Can rock concerts change their climate?
Posted on June 10th, 2008By Sara Goodman
Eighty thousand people and almost 150 bands will gather this week in Manchester, Tenn. For four days, they will attend the Bonnaroo Music & Arts Festival to rock along with popular rock and hip-hop artists. They will sample some lesser-known jazz and Latin performers. They will bake in the sun, drink a wide assortment of beverages and, if the pattern at last year’s concert holds true, leave 593 tons of garbage.
The sponsors of Bonnaroo — which means “really good time” in Cajun — have also signed up Clean Vibes. It is not a rock band, but a company formed to recycle and otherwise handle waste management of outdoor festivals.
“We see this type of environment as a unique way to educate folks,” said Anna Borofsky, Clean Vibes’ owner. “You take people out of their element, when they’re having fun, and have an open mind — they’re in a different mindset. If we can create an environmentally friendly atmosphere within the city, it shows the potential value of taking that and applying it to daily life.”
Last year, 60 percent of the total waste at Bonnaroo was recycled because of Clean Vibes’ work. In the past five years since Clean Vibes has worked at the festival, it has diverted more than 850 tons of recyclable and compostable material produced at the festival from the landfill.
Landfills are the among the largest sources of human methane emissions in the United States, and those emissions have a dramatic impact — methane is 20 times more powerful as a global warmer than carbon dioxide.
Trade in your trash
Each car that comes into the festival gets two bags: one for trash and one for recycling. This year, Clean Vibes is starting a trading post, where people can bring cans and bottles and exchange them for points. The points can then be redeemed for a choice of products, including earth-friendly health and beauty products, organic clothing, autographed band merchandise and food vendor vouchers.
Clean Vibes will also compost garbage on the site this year. Last year it composted about 10 tons. It also recycled 47 tons and sent 300 tons to a facility called Waste Away, which takes unsorted household garbage and converts it into a product called Fluff, which can then be processed for use as a growing medium for plants, gasified to generate steam, converted to ethanol or synthetic diesel or compressed to make products such as construction materials.

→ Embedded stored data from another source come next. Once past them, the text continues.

//! Background workers for non-blocking service calls.
//!
//! The blocking HTTP client must never run on the TUI thread: a slow or
//! unreachable service would freeze rendering for the whole request timeout.
//! Workers own a clone of the predictor and report over a channel that the
//! main loop drains with `try_recv`.
//!
//! Dropping a handle abandons the worker. Its final `send` then fails and is
//! ignored; the thread exits once the request returns.

use std::sync::mpsc::{self, Receiver, Sender};
use std::sync::Arc;
use std::thread::{self, JoinHandle};

use crate::application::{Epoch, Submission};
use crate::domain::{RemotePrediction, ServiceHealth};
use crate::ports::{PredictorError, RiskPredictor};

/// Progress updates from the prediction worker.
#[derive(Debug, Clone)]
pub enum PredictionProgress {
    /// Request is on the wire
    Sending,
    /// Service answered (or failed) for the given submission
    Complete {
        epoch: Epoch,
        outcome: Result<RemotePrediction, PredictorError>,
    },
}

/// Handle to a running prediction worker.
pub struct PredictionWorkerHandle {
    /// Receiver for progress updates
    pub progress_rx: Receiver<PredictionProgress>,
    /// Submission this worker is serving
    pub epoch: Epoch,
    _handle: JoinHandle<()>,
}

impl PredictionWorkerHandle {
    /// Try to receive the next progress update (non-blocking).
    #[must_use]
    pub fn try_recv(&self) -> Option<PredictionProgress> {
        self.progress_rx.try_recv().ok()
    }
}

/// Runs one `/predict` call off the UI thread.
pub struct PredictionWorker;

impl PredictionWorker {
    /// Spawn a background prediction for `submission`.
    pub fn spawn(
        predictor: Arc<dyn RiskPredictor>,
        submission: Submission,
    ) -> PredictionWorkerHandle {
        let (tx, rx) = mpsc::channel();
        let epoch = submission.epoch;

        let handle = thread::spawn(move || {
            Self::run_with_progress(predictor.as_ref(), submission, tx);
        });

        PredictionWorkerHandle {
            progress_rx: rx,
            epoch,
            _handle: handle,
        }
    }

    fn run_with_progress(
        predictor: &dyn RiskPredictor,
        submission: Submission,
        tx: Sender<PredictionProgress>,
    ) {
        let _ = tx.send(PredictionProgress::Sending);

        let outcome = predictor.predict(&submission.request);

        if tx
            .send(PredictionProgress::Complete {
                epoch: submission.epoch,
                outcome,
            })
            .is_err()
        {
            tracing::debug!(epoch = %submission.epoch, "Prediction finished after being abandoned");
        }
    }
}

/// Handle to a running `/health` check.
pub struct HealthCheckHandle {
    rx: Receiver<Result<ServiceHealth, PredictorError>>,
    _handle: JoinHandle<()>,
}

impl HealthCheckHandle {
    /// Spawn a single health check.
    pub fn spawn(predictor: Arc<dyn RiskPredictor>) -> Self {
        let (tx, rx) = mpsc::channel();
        let handle = thread::spawn(move || {
            let _ = tx.send(predictor.health());
        });

        Self {
            rx,
            _handle: handle,
        }
    }

    /// Try to receive the health check result (non-blocking).
    #[must_use]
    pub fn try_recv(&self) -> Option<Result<ServiceHealth, PredictorError>> {
        self.rx.try_recv().ok()
    }
}
//! Result normalizer: reconciles remote and fallback outputs into one
//! [`PresentableResult`].
//!
//! This is the only place a `PresentableResult` is built, so it owns the
//! invariants: score in `0..=95`, BMI rounded to one decimal, recommendations
//! non-empty and at most four.

use crate::domain::{
    round_one_decimal, Metrics, PresentableResult, RemotePrediction, RiskLevel, Source,
    MAX_RISK_SCORE,
};

use super::scorer::FallbackScore;

/// Notice attached to every fallback result.
pub const OFFLINE_NOTICE: &str = "Note: Using offline prediction mode.";

/// Display cap for recommendations.
pub const MAX_RECOMMENDATIONS: usize = 4;

/// Substituted when the remote service omits recommendations.
pub const DEFAULT_RECOMMENDATIONS: [&str; MAX_RECOMMENDATIONS] = [
    "Maintain a balanced diet",
    "Regular physical activity",
    "Regular health check-ups",
    "Adequate sleep & rest",
];

/// A raw result tagged with the path that produced it.
#[derive(Debug, Clone, PartialEq)]
pub enum RawAssessment {
    Remote(RemotePrediction),
    Fallback(FallbackScore),
}

/// Normalize a raw result for presentation.
///
/// `metrics` supplies the BMI when the remote service does not report one.
#[must_use]
pub fn normalize(raw: RawAssessment, metrics: &Metrics) -> PresentableResult {
    match raw {
        RawAssessment::Remote(remote) => normalize_remote(remote, metrics),
        RawAssessment::Fallback(fallback) => normalize_fallback(fallback),
    }
}

fn normalize_remote(remote: RemotePrediction, metrics: &Metrics) -> PresentableResult {
    let risk_score = clamp_score(remote.risk_score);
    let risk_level = remote
        .risk_level
        .unwrap_or_else(|| RiskLevel::classify(risk_score));
    let bmi = round_one_decimal(remote.bmi.unwrap_or_else(|| metrics.bmi()));

    let recommendations = match remote.recommendations {
        Some(recs) if !recs.is_empty() => recs.into_iter().take(MAX_RECOMMENDATIONS).collect(),
        _ => default_recommendations(),
    };

    PresentableResult {
        risk_score,
        risk_level,
        bmi,
        risk_factors: remote.risk_factors.unwrap_or_default(),
        recommendations,
        message: remote.message.filter(|m| !m.trim().is_empty()),
        source: Source::Remote,
        assessed_at: chrono::Utc::now(),
    }
}

fn normalize_fallback(fallback: FallbackScore) -> PresentableResult {
    let risk_score = fallback.risk_score.min(MAX_RISK_SCORE);

    let mut recommendations: Vec<String> = fallback
        .recommendations
        .into_iter()
        .take(MAX_RECOMMENDATIONS)
        .collect();
    if recommendations.is_empty() {
        recommendations = default_recommendations();
    }

    PresentableResult {
        risk_score,
        risk_level: RiskLevel::classify(risk_score),
        bmi: round_one_decimal(fallback.bmi),
        risk_factors: fallback.risk_factors,
        recommendations,
        message: Some(OFFLINE_NOTICE.to_string()),
        source: Source::Fallback,
        assessed_at: chrono::Utc::now(),
    }
}

/// Round a remote percentage to an integer inside `0..=MAX_RISK_SCORE`.
fn clamp_score(score: f64) -> u8 {
    if !score.is_finite() {
        return 0;
    }
    // Clamped into 0..=95 first, so the cast cannot truncate.
    score.round().clamp(0.0, f64::from(MAX_RISK_SCORE)) as u8
}

fn default_recommendations() -> Vec<String> {
    DEFAULT_RECOMMENDATIONS
        .iter()
        .map(|r| (*r).to_string())
        .collect()
}
//! Domain layer: Core business types.
//!
//! Pure data types with no I/O. All types are serializable and the input
//! model carries its own range validation.

mod assessment;
mod metrics;
mod request;

pub use assessment::{PresentableResult, RiskLevel, Source, MAX_RISK_SCORE};
pub use metrics::{
    round_one_decimal, Gender, Level, Metrics, AGE_RANGE, DIASTOLIC_RANGE, HEIGHT_RANGE,
    SYSTOLIC_RANGE, WEIGHT_RANGE,
};
pub use request::{PredictionRequest, RemotePrediction, ServiceHealth};
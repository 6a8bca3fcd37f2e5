//! # CardioPredict
//!
//! Cardiovascular risk assessment engine with a terminal front end.
//!
//! This crate provides:
//! - A remote predictor client for the `/predict` model service
//! - A deterministic local fallback scorer used when the service is unavailable
//! - A submission state machine that turns either path into one presentable result
//! - Terminal UI for entering the questionnaire and reading the result
//!
//! ## Architecture
//!
//! The crate follows Hexagonal Architecture:
//! - `domain`: Core types (Metrics, PredictionRequest, PresentableResult)
//! - `ports`: Trait definitions for external operations (`RiskPredictor`)
//! - `adapters`: Concrete implementations (reqwest HTTP client, log sanitizer)
//! - `application`: Scorer, normalizer and assessment state machine
//! - `config`: Environment-driven settings
//! - `tui`: Terminal user interface

pub mod adapters;
pub mod application;
pub mod config;
pub mod domain;
pub mod ports;
pub mod tui;

pub use application::{AssessmentMachine, AssessmentState};
pub use domain::{Metrics, PresentableResult, RiskLevel, Source};
pub use ports::{PredictorError, RiskPredictor};

/// Result type for CardioPredict operations
pub type Result<T> = std::result::Result<T, CardioError>;

/// Main error type for CardioPredict
#[derive(Debug, thiserror::Error)]
pub enum CardioError {
    #[error("Invalid health metrics: {0}")]
    Validation(String),

    #[error("Invalid configuration: {0}")]
    Config(String),
}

People have become more aware that trash is linked to climate change as they look at resource use and think about actions they can take to combat global warming. The overarching goal of Clean Vibes is to make people aware about recycling and waste consumption by showing them that it can be done easily, Borofsky said.
“There have been many moments of seeing the light bulb go on, and the occasional person who said we made it so easy to recycle at the festival that they decided to do it at home,” she said.
The cow in a trench coat
Bonnaroo is partly an effort to sell a greener lifestyle. About a dozen groups, including the Natural Resources Defense Council and the StopGlobalWarming campaign, come to the festival to promote their goals. The festival is also partnered with the Clean Air Conservancy to offset all emissions, and festival-goers are encouraged to purchase Clif Cool Tags, which translate to wind energy credits.
“Most summer festivals take a large toll on the environment,” said Diane Hatz, founder and director of Sustainable Table, a nonprofit organization that advocates the sustainable food movement in a statement praising the festival for its initiatives. “They create mountains of waste, use food from afar, large amounts of electricity and tidal waves of plastic bottles.”
Sustainable Table is bringing its animated short film series, The Meatrix, to the Bonnaroo festival to promote the idea that eating locally grown and sustainably raised foods can help the environment, and it will be using its trench-coat-clad cow and superhero star of The Meatrix to spread the message.
Signs and bins around the festival will serve to motivate people to reduce their waste and recycle what they have. “There’s a need to have people take care of trash,” Borofsky said.